→ Exercise description
The lines below should be written out again in full, exactly as they are.

→ Supplied records
*-*-*
//! NNTP error types

use thiserror::Error;

/// NNTP protocol and connection errors
///
/// NNTP status codes in the 4xx/5xx ranges are *not* errors at this layer;
/// they are returned inside [`NntpResponse`](crate::NntpResponse) for the
/// caller to interpret. Only transport failures, malformed protocol data,
/// and local misuse (oversized commands) raise.
#[derive(Error, Debug)]
pub enum NntpError {
    /// IO error during network operations
    #[error("IO error: {0}")]
    Io(#[from] std::io::Error),

    /// TLS error during secure connection
    #[error("TLS error: {0}")]
    Tls(String),

    /// Connection timeout
    #[error("Connection timeout")]
    Timeout,

    /// Connection closed unexpectedly
    #[error("Connection closed")]
    ConnectionClosed,

    /// Invalid response from server (malformed status line or header region)
    #[error("Invalid response: {0}")]
    InvalidResponse(String),

    /// Stream ended before the multi-line terminator arrived
    #[error("Unexpected EOF inside multi-line data block")]
    UnexpectedEof,

    /// Command line would exceed the 512-octet limit (RFC 3977 Section 3.1)
    #[error("Command line is {octets} octets, limit is 512")]
    CommandTooLong {
        /// Octet count of the offending line, CRLF included
        octets: usize,
    },

    /// A single command argument exceeds the 497-octet limit
    #[error("Command argument is {octets} octets, limit is 497")]
    ArgumentTooLong {
        /// Octet count of the offending argument
        octets: usize,
    },

    /// SASL exchange failed locally (bad base64, mechanism misuse)
    #[error("SASL error: {0}")]
    Sasl(String),
}

/// Result type alias using NntpError
pub type Result<T> = std::result::Result<T, NntpError>;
*-*-*
→ Written response
//! NNTP error types

use thiserror::Error;

/// NNTP protocol and connection errors
///
/// NNTP status codes in the 4xx/5xx ranges are *not* errors at this layer;
/// they are returned inside [`NntpResponse`](crate::NntpResponse) for the
/// caller to interpret. Only transport failures, malformed protocol data,
/// and local misuse (oversized commands) raise.
#[derive(Error, Debug)]
pub enum NntpError {
    /// IO error during network operations
    #[error("IO error: {0}")]
    Io(#[from] std::io::Error),

    /// TLS error during secure connection
    #[error("TLS error: {0}")]
    Tls(String),

    /// Connection timeout
    #[error("Connection timeout")]
    Timeout,

    /// Connection closed unexpectedly
    #[error("Connection closed")]
    ConnectionClosed,

    /// Invalid response from server (malformed status line or header region)
    #[error("Invalid response: {0}")]
    InvalidResponse(String),

    /// Stream ended before the multi-line terminator arrived
    #[error("Unexpected EOF inside multi-line data block")]
    UnexpectedEof,

    /// Command line would exceed the 512-octet limit (RFC 3977 Section 3.1)
    #[error("Command line is {octets} octets, limit is 512")]
    CommandTooLong {
        /// Octet count of the offending line, CRLF included
        octets: usize,
    },

    /// A single command argument exceeds the 497-octet limit
    #[error("Command argument is {octets} octets, limit is 497")]
    ArgumentTooLong {
        /// Octet count of the offending argument
        octets: usize,
    },

    /// SASL exchange failed locally (bad base64, mechanism misuse)
    #[error("SASL error: {0}")]
    Sasl(String),
}

/// Result type alias using NntpError
pub type Result<T> = std::result::Result<T, NntpError>;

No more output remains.